The picturesque island of Ireland’s Eye, barely one mile from Howth, is known now as a bird sanctuary – home to colonies of cormorants, gulls, guillemots, puffins and peregrine falcons. It wasn’t always such an unspoilt haven, however….

Irgalach Ua Conaing, was a seventh century king of Brega, a minor kingdom north of Dublin, made up largely of the east of what is now Meath.  Irgalach provoked the ire of Saint Adamnan by killing Niall, son of Cernach, who at the time was under the protection of the saint. Adamnan was an abbot of Iona and while he is known for having written the first biography of St Columba, his primary claim to fame is for promulgating the Law of the Innocents, or Cáin Adamnain. This law was enacted at the Synod of Birr in 697 and introduced rules for the conduct of warfare, laying down specific sanctions for violations. The law guaranteed the safety of civilians, providing, for example, that whoever “slays a woman,…..his right hand and his left foot shall be cut off before death, and then he shall die.”  A woman who committed murder, arson, or theft from a church was to be set adrift in a boat with one paddle and a container of gruel, in effect leaving the judgement to God and saving the authorities from themselves breaking the law on killing women.
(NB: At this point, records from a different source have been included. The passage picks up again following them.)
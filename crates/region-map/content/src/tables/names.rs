use region_map_core::SectionId;

/// Display names of every named section, in id order.
pub const SECTION_NAMES: &[(SectionId, &str)] = &[
    // Rijon
    (SectionId(0x01), "Seashore City"),
    (SectionId(0x02), "Gravel Town"),
    (SectionId(0x03), "Merson City"),
    (SectionId(0x04), "Hayward City"),
    (SectionId(0x05), "Owsauri City"),
    (SectionId(0x06), "Moraga Town"),
    (SectionId(0x07), "Jaeru City"),
    (SectionId(0x08), "Botan City"),
    (SectionId(0x09), "Castro Valley"),
    (SectionId(0x0A), "Eagulou City"),
    (SectionId(0x0B), "Route 48"),
    (SectionId(0x0C), "Route 49"),
    (SectionId(0x0D), "Route 50"),
    (SectionId(0x0E), "Route 51"),
    (SectionId(0x0F), "Route 52"),
    (SectionId(0x10), "Route 53"),
    (SectionId(0x11), "Route 54"),
    (SectionId(0x12), "Route 55"),
    (SectionId(0x13), "Route 56"),
    (SectionId(0x14), "Route 57"),
    (SectionId(0x15), "Route 58"),
    (SectionId(0x16), "Route 59"),
    (SectionId(0x17), "Route 60"),
    (SectionId(0x18), "Route 61"),
    (SectionId(0x19), "Route 62"),
    (SectionId(0x1A), "Route 63"),
    (SectionId(0x1B), "Route 64"),
    (SectionId(0x1C), "Route 65"),
    (SectionId(0x1D), "Route 66"),
    (SectionId(0x1E), "Route 67"),
    (SectionId(0x1F), "Merson Cave"),
    (SectionId(0x20), "Mt. Boulder Caves"),
    (SectionId(0x21), "Trainer Hill"),
    (SectionId(0x22), "Dock Underpass"),
    (SectionId(0x23), "Rijon Tunnel"),
    (SectionId(0x24), "Silk Tunnel"),
    (SectionId(0x25), "Botan Outskirts"),
    (SectionId(0x26), "Silph Warehouse"),
    (SectionId(0x27), "Haunted Forest"),
    (SectionId(0x28), "Forest Gate"),
    (SectionId(0x29), "International Tunnel"),
    (SectionId(0x2A), "Koolboy Mansion"),
    (SectionId(0x2B), "Castro Forest"),
    (SectionId(0x2C), "City Underpass"),
    (SectionId(0x2D), "Eagulou Park"),
    (SectionId(0x2E), "Secret Cave"),
    (SectionId(0x2F), "Victory Cave"),
    (SectionId(0x30), "Power Plant"),
    (SectionId(0x31), "Hardnook Cave"),
    (SectionId(0x32), "Seneca Caverns"),
    (SectionId(0x33), "30 Years Cave"),
    (SectionId(0x34), "Final Dungeon"),
    (SectionId(0x35), "South Rijon Gate"),
    // Johto
    (SectionId(0x36), "Goldenrod City"),
    (SectionId(0x37), "Azalea Town"),
    (SectionId(0x38), "Route 32"),
    (SectionId(0x39), "Route 33"),
    (SectionId(0x3A), "Route 34"),
    (SectionId(0x3B), "Route 47"),
    (SectionId(0x3C), "Ilex Forest"),
    (SectionId(0x3D), "Slowpoke Well"),
    (SectionId(0x3E), "Union Cave"),
    (SectionId(0x3F), "Ruins of Alph"),
    // South Rijon
    (SectionId(0x40), "South Rijon Gate"),
    (SectionId(0x41), "Wyler Town"),
    (SectionId(0x42), "Quena Civic"),
    (SectionId(0x43), "Crosse Civic"),
    (SectionId(0x44), "Maroon Cliff Town"),
    (SectionId(0x45), "Wyvern Road"),
    (SectionId(0x46), "Time Relic Ruins"),
    (SectionId(0x47), "Streamwind Coast"),
    (SectionId(0x48), "Quena Edge Isle"),
    (SectionId(0x49), "Bond Rock Meadow"),
    (SectionId(0x4A), "Mourning Paddock"),
    (SectionId(0x4B), "Fountain Rock"),
    (SectionId(0x4C), "Crossing Spire"),
    (SectionId(0x4D), "Rockmoss Altars"),
    (SectionId::PLACEHOLDER, "???"),
];

/// Built-in name of `section`, if it has one.
pub fn section_name(section: SectionId) -> Option<&'static str> {
    SECTION_NAMES
        .iter()
        .find(|(id, _)| *id == section)
        .map(|(_, name)| *name)
}

#[cfg(test)]
mod tests {
    use super::*;

    #[test]
    fn names_are_sorted_and_unique() {
        assert!(SECTION_NAMES.windows(2).all(|pair| pair[0].0 < pair[1].0));
        assert!(SECTION_NAMES.iter().all(|(id, name)| id.is_named() && !name.is_empty()));
    }

    #[test]
    fn lookup_by_id() {
        assert_eq!(section_name(SectionId(0x36)), Some("Goldenrod City"));
        assert_eq!(section_name(SectionId::NONE), None);
    }
}
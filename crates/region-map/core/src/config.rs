use crate::types::Position;

/// Region map constants and tunable parameters.
#[derive(Clone, Debug, PartialEq, Eq)]
#[cfg_attr(feature = "serde", derive(serde::Serialize, serde::Deserialize))]
#[cfg_attr(feature = "serde", serde(default))]
pub struct RegionMapConfig {
    /// Grants the region switch button to every presentation mode.
    pub force_switch_button: bool,
    /// Bytes available for the session's working buffers.
    pub heap_budget: usize,
    /// Lets Select close the map when it was opened from the field.
    pub select_closes_field_map: bool,
}

impl RegionMapConfig {
    // ===== grid geometry =====
    pub const MAP_WIDTH: i32 = 22;
    pub const MAP_HEIGHT: i32 = 15;
    pub const CANCEL_CELL: Position = Position::new(21, 13);
    pub const SWITCH_CELL: Position = Position::new(21, 11);

    // ===== cursor =====
    pub const CURSOR_MOVE_TICKS: u8 = 4;
    pub const CURSOR_STEP_PX: i16 = 2;
    pub const CELL_PX: i16 = 8;
    pub const CURSOR_ORIGIN_PX: i16 = 36;

    // ===== capacities used as type parameters =====
    pub const MAX_ICONS_PER_KIND: usize = 25;
    pub const REGISTER_SAVE_SLOTS: usize = 3;
    pub const MAX_TASK_DEPTH: usize = 4;
    pub const MAP_EDGE_COUNT: usize = 6;

    // ===== layout buffers (tiles) =====
    pub const LAYOUT_WIDTH: usize = 30;
    pub const LAYOUT_HEIGHT: usize = 20;
    pub const SCROLL_BUFFER_WIDTH: usize = 32;

    // ===== blend levels =====
    pub const SWITCH_MENU_ALPHA_MAX: u8 = 16;
    pub const SWITCH_MENU_ALPHA_STEP: u8 = 2;
    pub const SWITCH_MENU_DIM_LEVEL: u8 = 6;
    pub const PREVIEW_DIM_LEVEL: u8 = 6;
    pub const EDGE_DARK_LEVEL: u8 = 15;
    pub const EDGE_OPEN_LIGHT_LEVEL: u8 = 2;

    // ===== dungeon preview timings =====
    pub const PREVIEW_ZOOM_STEPS: i16 = 8;
    pub const PREVIEW_FLAVOR_DELAY: u8 = 40;
    pub const PREVIEW_TINT_AFTER: u8 = 20;
    pub const PREVIEW_TEXT_AFTER: u8 = 25;

    // ===== map palette =====
    pub const MAP_PALETTE_DARKEN_RANGE: core::ops::Range<usize> = 32..47;
    pub const MAP_PALETTE_DARKEN_PERCENT: u16 = 95;

    // ===== names =====
    pub const DEFAULT_NAME_FILL: usize = 18;

    // ===== runtime-tunable defaults =====
    pub const DEFAULT_FORCE_SWITCH_BUTTON: bool = true;
    pub const DEFAULT_HEAP_BUDGET: usize = 0x40000;
    pub const DEFAULT_SELECT_CLOSES_FIELD_MAP: bool = true;

    pub fn new() -> Self {
        Self {
            force_switch_button: Self::DEFAULT_FORCE_SWITCH_BUTTON,
            heap_budget: Self::DEFAULT_HEAP_BUDGET,
            select_closes_field_map: Self::DEFAULT_SELECT_CLOSES_FIELD_MAP,
        }
    }

    pub fn with_heap_budget(mut self, heap_budget: usize) -> Self {
        self.heap_budget = heap_budget;
        self
    }

    pub fn with_force_switch_button(mut self, force_switch_button: bool) -> Self {
        self.force_switch_button = force_switch_button;
        self
    }

    /// True when `position` lies inside the map grid.
    pub fn contains(position: Position) -> bool {
        position.x >= 0
            && position.y >= 0
            && position.x < Self::MAP_WIDTH
            && position.y < Self::MAP_HEIGHT
    }
}

impl Default for RegionMapConfig {
    fn default() -> Self {
        Self::new()
    }
}
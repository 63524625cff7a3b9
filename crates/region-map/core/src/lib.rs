//! Region map screen logic shared by every front end.
//!
//! `region-map-core` owns the map's state machines (opening, input, region
//! switching, dungeon preview, fly selection and closing) and talks to the
//! outside world through two seams: read-only game data via the oracles
//! bundled in [`env::RegionMapEnv`], and everything visible or audible via
//! [`display::DisplayDriver`]. A front end opens a
//! [`session::RegionMapSession`], feeds it one [`input::InputFrame`] per frame
//! and resumes the returned [`session::Continuation`] when it finishes.
pub mod config;
pub mod cursor;
pub mod display;
pub mod env;
pub mod error;
pub mod icons;
pub mod input;
pub mod marker;
pub mod names;
pub mod overlay;
pub mod palette;
pub mod session;
pub mod types;

pub use config::RegionMapConfig;
pub use cursor::{Cursor, CursorControls, CursorEvent, SnapTargets};
pub use display::{DisplayDriver, VirtualDisplay};
pub use env::{
    DungeonDescriptor, DungeonOracle, FlyDestination, FlyOracle, MapKind, MapLocation,
    MapSectionLookup, OverworldOracle, PlayerAvatar, PreviewAssets, ProgressOracle,
    RegionLayout, RegionMapEnv, SectionMetadata, SectionTable, Span, VisitLog, WarpRequest,
};
pub use error::{DriverFault, ErrorSeverity, RegionMapError, SessionError, TableError};
pub use icons::{RegionIcon, RegionIcons};
pub use input::{Buttons, InputFrame};
pub use marker::PlayerMarker;
pub use overlay::{DungeonPreviewOverlay, Overlay, RegionSwitchMenu, SwitchOutcome};
pub use session::{
    Continuation, FlyChoice, MapScene, Permissions, Phase, PresentationMode, RegionMapSession,
    SessionExit, SessionRequest, SessionStatus,
};
pub use types::{
    Direction, Layer, Position, Region, RegionFilter, ScreenPos, SectionId, SectionType,
};
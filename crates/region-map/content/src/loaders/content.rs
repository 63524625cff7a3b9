//! Dungeon descriptor and fly table loader.

use std::path::Path;

use region_map_core::{DungeonDescriptor, FlyDestination, SectionId};
use serde::{Deserialize, Serialize};

use crate::StaticContent;
use crate::loaders::{LoadResult, read_file};

/// Fly table entry as written in `fly.ron`.
#[derive(Debug, Clone, Serialize, Deserialize)]
struct FlyEntryRon {
    section: SectionId,
    map_group: u8,
    map_num: u8,
    #[serde(default)]
    heal_location: u8,
}

/// Loader for [`StaticContent`] from RON files.
pub struct ContentLoader;

impl ContentLoader {
    /// Load dungeon descriptors from `dungeons` and the fly table from `fly`.
    pub fn load(dungeons: &Path, fly: &Path) -> LoadResult<StaticContent> {
        let dungeons = Self::parse_dungeons(&read_file(dungeons)?)?;
        let fly = Self::parse_fly(&read_file(fly)?)?;
        Ok(StaticContent::new(dungeons, fly))
    }

    /// Parse a list of dungeon descriptors.
    pub fn parse_dungeons(content: &str) -> LoadResult<Vec<DungeonDescriptor>> {
        let descriptors: Vec<DungeonDescriptor> = ron::from_str(content)
            .map_err(|e| anyhow::anyhow!("Failed to parse dungeons RON: {}", e))?;

        for (index, descriptor) in descriptors.iter().enumerate() {
            if !descriptor.section.is_named() {
                anyhow::bail!("Dungeon {} uses {} which has no name", index, descriptor.section);
            }
            if descriptors[..index].iter().any(|d| d.section == descriptor.section) {
                anyhow::bail!("Dungeon {} is described more than once", descriptor.section);
            }
        }

        Ok(descriptors)
    }

    /// Parse the fly table.
    pub fn parse_fly(content: &str) -> LoadResult<Vec<(SectionId, FlyDestination)>> {
        let entries: Vec<FlyEntryRon> = ron::from_str(content)
            .map_err(|e| anyhow::anyhow!("Failed to parse fly RON: {}", e))?;

        Ok(entries
            .into_iter()
            .map(|entry| {
                (
                    entry.section,
                    FlyDestination {
                        map_group: entry.map_group,
                        map_num: entry.map_num,
                        heal_location: entry.heal_location,
                    },
                )
            })
            .collect())
    }
}
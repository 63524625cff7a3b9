//! File logging for the viewer.
//!
//! The terminal UI owns the screen, so logs only go to a per-session file.
use std::path::{Path, PathBuf};
use std::time::{SystemTime, UNIX_EPOCH};

use anyhow::Result;
use tracing_subscriber::layer::SubscriberExt;
use tracing_subscriber::util::SubscriberInitExt;

/// Setup logging to `<log_dir>/<session_id>/region-map.log`.
pub fn setup_logging(log_dir: Option<&Path>, session_id: Option<&str>) -> Result<PathBuf> {
    let log_dir = log_dir.map(Path::to_path_buf).unwrap_or_else(default_log_dir);

    let session_id = match session_id {
        Some(id) => id.to_string(),
        None => {
            let timestamp = SystemTime::now()
                .duration_since(UNIX_EPOCH)
                .map(|elapsed| elapsed.as_secs())
                .unwrap_or_default();
            format!("session_{}", timestamp)
        }
    };

    let session_log_dir = log_dir.join(&session_id);
    std::fs::create_dir_all(&session_log_dir)?;

    let file_appender = tracing_appender::rolling::never(&session_log_dir, "region-map.log");
    let (non_blocking_file, guard) = tracing_appender::non_blocking(file_appender);

    let env_filter = tracing_subscriber::EnvFilter::try_from_default_env()
        .unwrap_or_else(|_| tracing_subscriber::EnvFilter::new("info"));

    let file_layer = tracing_subscriber::fmt::layer()
        .with_writer(non_blocking_file)
        .with_ansi(true);

    tracing_subscriber::registry()
        .with(env_filter)
        .with(file_layer)
        .init();

    // Keep the writer alive for the rest of the process.
    std::mem::forget(guard);

    tracing::info!("Logging initialized: session={}", session_id);
    tracing::info!("Log file: {}/region-map.log", session_log_dir.display());

    Ok(session_log_dir)
}

/// Platform cache directory, e.g. `~/.cache/region-map/logs` on Linux.
fn default_log_dir() -> PathBuf {
    directories::ProjectDirs::from("", "", "region-map")
        .map(|dirs| dirs.cache_dir().to_path_buf())
        .unwrap_or_else(|| PathBuf::from("/tmp/region-map"))
        .join("logs")
}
The law also forbade the killing of children, clerics, clerical students, and non-combatants on church lands.  Irgalach was one of the guarantors of the new law and his killing of Niall led to him being cursed by the saint. Shortly afterwards, the province was raided by marauders from Britain. Irgalach fled to a small monastic settlement on Ireland’s Eye for safety, but he was followed there by the Britons and was killed by a lance thrown from one of the invaders ships that were moored off Howth.  A number of graves were discovered on the island when limited excavations were carried out in 1868, and it is possible that Irgalach’s final resting place may have been among them.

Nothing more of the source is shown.